= TASK PROMPT =
Whatever the records hold, copy it exactly and completely.

= DATA UNDER STUDY =
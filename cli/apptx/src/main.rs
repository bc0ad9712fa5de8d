//! apptx - CLI for the application transformer discovery appliance.
//!
//! Registers service accounts, vCenters and vRNI instances, runs discovery
//! scans and lists what the appliance found.

use anyhow::Result;
use clap::Parser;
use tracing_subscriber::{layer::SubscriberExt, util::SubscriberInitExt, EnvFilter};

mod commands;
mod output;

use commands::{Cli, LogFormat};

#[tokio::main(flavor = "current_thread")]
async fn main() -> Result<()> {
    let cli = Cli::parse();
    init_tracing(cli.verbose, cli.log_format);

    if let Err(e) = cli.run().await {
        output::print_error(&e);
        std::process::exit(output::exit_code(&e));
    }

    Ok(())
}

/// Logs go to stderr so listings on stdout stay machine readable.
fn init_tracing(verbose: u8, format: LogFormat) {
    let default_level = match verbose {
        0 => "warn",
        1 => "info",
        _ => "debug",
    };
    let filter =
        EnvFilter::try_from_env("APPTX_LOG").unwrap_or_else(|_| EnvFilter::new(default_level));

    let json = format == LogFormat::Json;
    tracing_subscriber::registry()
        .with(filter)
        .with(json.then(|| tracing_subscriber::fmt::layer().json().with_writer(std::io::stderr)))
        .with((!json).then(|| tracing_subscriber::fmt::layer().with_writer(std::io::stderr)))
        .init();
}
//! Generic mutate-then-monitor orchestration.
//!
//! Every mutating operation has the same tail: send the request, and if the
//! appliance answers `202 Accepted`, follow the returned task to a terminal
//! state. Any other status is final on its own.

use std::fmt;

use reqwest::{Method, StatusCode, Url};
use serde::Serialize;
use tracing::{info, warn};

use crate::error::{ApiError, ApiResult};
use crate::session::Session;
use crate::tasks::TaskEnvelope;

/// Successful result of an operation.
#[derive(Debug, Clone, PartialEq, Eq, Serialize)]
#[serde(tag = "result", rename_all = "snake_case")]
pub enum Outcome {
    /// The appliance answered synchronously with a success status.
    Completed { status: u16 },

    /// A resource was created and assigned this id.
    Created { id: String },

    /// An asynchronous task finished with `SUCCESS`.
    TaskSucceeded { task_id: String },

    /// Nothing had to change (e.g. the resource already existed).
    Unchanged { reason: String },
}

impl fmt::Display for Outcome {
    fn fmt(&self, f: &mut fmt::Formatter<'_>) -> fmt::Result {
        match self {
            Self::Completed { status } => write!(f, "completed with status {status}"),
            Self::Created { id } => write!(f, "created with id {id}"),
            Self::TaskSucceeded { task_id } => write!(f, "task {task_id} finished with SUCCESS"),
            Self::Unchanged { reason } => f.write_str(reason),
        }
    }
}

/// A mutating request and the action it performs, for messages.
pub struct Mutation<'a, B: Serialize + ?Sized = ()> {
    method: Method,
    url: Url,
    body: Option<&'a B>,
    action: String,
}

impl<'a> Mutation<'a, ()> {
    /// A request without a body.
    pub fn new(method: Method, url: Url, action: impl Into<String>) -> Self {
        Self {
            method,
            url,
            body: None,
            action: action.into(),
        }
    }

    /// Attach a JSON body.
    pub fn json<B: Serialize + ?Sized>(self, body: &'a B) -> Mutation<'a, B> {
        Mutation {
            method: self.method,
            url: self.url,
            body: Some(body),
            action: self.action,
        }
    }
}

/// `200 OK` and `204 No Content`.
fn is_synchronous_success(status: StatusCode) -> bool {
    status == StatusCode::OK || status == StatusCode::NO_CONTENT
}

/// Send the mutation and, for `202 Accepted`, wait for its task.
///
/// Nothing is sent once the session has been cancelled.
pub async fn run_mutation<B: Serialize + ?Sized>(
    session: &Session,
    mutation: Mutation<'_, B>,
) -> ApiResult<Outcome> {
    let Mutation {
        method,
        url,
        body,
        action,
    } = mutation;

    if session.is_cancelled() {
        warn!(action = %action, "Interrupted; not sending the request");
        return Err(ApiError::Interrupted { action });
    }

    let response = session.client().request(method, url, body).await?;
    let status = response.status;

    if status == StatusCode::ACCEPTED {
        let envelope: TaskEnvelope = response.json(&action)?;
        info!(task_id = %envelope.task_id, action = %action, "Submitted the request");

        let terminal = session.monitor().wait(&envelope.task_id).await?;
        if terminal.is_success() {
            info!(task_id = %envelope.task_id, action = %action, "Task succeeded");
            return Ok(Outcome::TaskSucceeded {
                task_id: envelope.task_id,
            });
        }

        warn!(task_id = %envelope.task_id, status = %terminal, action = %action, "Task failed");
        return Err(ApiError::TaskFailed {
            task_id: envelope.task_id,
            status: terminal,
            action,
        });
    }

    if is_synchronous_success(status) {
        info!(status = status.as_u16(), action = %action, "Request completed");
        return Ok(Outcome::Completed {
            status: status.as_u16(),
        });
    }

    warn!(
        status = status.as_u16(),
        action = %action,
        body = %response.text(),
        "Request rejected"
    );
    Err(ApiError::remote(status.as_u16(), action))
}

= ANSWER TO THIS TASK =
filename cli/apptx/src/main.rs
repository bc0ad9712fa5de8d
//! apptx - CLI for the application transformer discovery appliance.
//!
//! Registers service accounts, vCenters and vRNI instances, runs discovery
//! scans and lists what the appliance found.

use anyhow::Result;
use clap::Parser;
use tracing_subscriber::{layer::SubscriberExt, util::SubscriberInitExt, EnvFilter};

mod commands;
mod output;

use commands::{Cli, LogFormat};

#[tokio::main(flavor = "current_thread")]
async fn main() -> Result<()> {
    let cli = Cli::parse();
    init_tracing(cli.verbose, cli.log_format);

    if let Err(e) = cli.run().await {
        output::print_error(&e);
        std::process::exit(output::exit_code(&e));
    }

    Ok(())
}

/// Logs go to stderr so listings on stdout stay machine readable.
fn init_tracing(verbose: u8, format: LogFormat) {
    let default_level = match verbose {
        0 => "warn",
        1 => "info",
        _ => "debug",
    };
    let filter =
        EnvFilter::try_from_env("APPTX_LOG").unwrap_or_else(|_| EnvFilter::new(default_level));

    let json = format == LogFormat::Json;
    tracing_subscriber::registry()
        .with(filter)
        .with(json.then(|| tracing_subscriber::fmt::layer().json().with_writer(std::io::stderr)))
        .with((!json).then(|| tracing_subscriber::fmt::layer().with_writer(std::io::stderr)))
        .init();
}
//! Generic mutate-then-monitor orchestration.
//!
//! Every mutating operation has the same tail: send the request, and if the
//! appliance answers `202 Accepted`, follow the returned task to a terminal
//! state. Any other status is final on its own.

use std::fmt;

use reqwest::{Method, StatusCode, Url};
use serde::Serialize;
use tracing::{info, warn};

use crate::error::{ApiError, ApiResult};
use crate::session::Session;
use crate::tasks::TaskEnvelope;

/// Successful result of an operation.
#[derive(Debug, Clone, PartialEq, Eq, Serialize)]
#[serde(tag = "result", rename_all = "snake_case")]
pub enum Outcome {
    /// The appliance answered synchronously with a success status.
    Completed { status: u16 },

    /// A resource was created and assigned this id.
    Created { id: String },

    /// An asynchronous task finished with `SUCCESS`.
    TaskSucceeded { task_id: String },

    /// Nothing had to change (e.g. the resource already existed).
    Unchanged { reason: String },
}

impl fmt::Display for Outcome {
    fn fmt(&self, f: &mut fmt::Formatter<'_>) -> fmt::Result {
        match self {
            Self::Completed { status } => write!(f, "completed with status {status}"),
            Self::Created { id } => write!(f, "created with id {id}"),
            Self::TaskSucceeded { task_id } => write!(f, "task {task_id} finished with SUCCESS"),
            Self::Unchanged { reason } => f.write_str(reason),
        }
    }
}

/// A mutating request and the action it performs, for messages.
pub struct Mutation<'a, B: Serialize + ?Sized = ()> {
    method: Method,
    url: Url,
    body: Option<&'a B>,
    action: String,
}

impl<'a> Mutation<'a, ()> {
    /// A request without a body.
    pub fn new(method: Method, url: Url, action: impl Into<String>) -> Self {
        Self {
            method,
            url,
            body: None,
            action: action.into(),
        }
    }

    /// Attach a JSON body.
    pub fn json<B: Serialize + ?Sized>(self, body: &'a B) -> Mutation<'a, B> {
        Mutation {
            method: self.method,
            url: self.url,
            body: Some(body),
            action: self.action,
        }
    }
}

/// `200 OK` and `204 No Content`.
fn is_synchronous_success(status: StatusCode) -> bool {
    status == StatusCode::OK || status == StatusCode::NO_CONTENT
}

/// Send the mutation and, for `202 Accepted`, wait for its task.
///
/// Nothing is sent once the session has been cancelled.
pub async fn run_mutation<B: Serialize + ?Sized>(
    session: &Session,
    mutation: Mutation<'_, B>,
) -> ApiResult<Outcome> {
    let Mutation {
        method,
        url,
        body,
        action,
    } = mutation;

    if session.is_cancelled() {
        warn!(action = %action, "Interrupted; not sending the request");
        return Err(ApiError::Interrupted { action });
    }

    let response = session.client().request(method, url, body).await?;
    let status = response.status;

    if status == StatusCode::ACCEPTED {
        let envelope: TaskEnvelope = response.json(&action)?;
        info!(task_id = %envelope.task_id, action = %action, "Submitted the request");

        let terminal = session.monitor().wait(&envelope.task_id).await?;
        if terminal.is_success() {
            info!(task_id = %envelope.task_id, action = %action, "Task succeeded");
            return Ok(Outcome::TaskSucceeded {
                task_id: envelope.task_id,
            });
        }

        warn!(task_id = %envelope.task_id, status = %terminal, action = %action, "Task failed");
        return Err(ApiError::TaskFailed {
            task_id: envelope.task_id,
            status: terminal,
            action,
        });
    }

    if is_synchronous_success(status) {
        info!(status = status.as_u16(), action = %action, "Request completed");
        return Ok(Outcome::Completed {
            status: status.as_u16(),
        });
    }

    warn!(
        status = status.as_u16(),
        action = %action,
        body = %response.text(),
        "Request rejected"
    );
    Err(ApiError::remote(status.as_u16(), action))
}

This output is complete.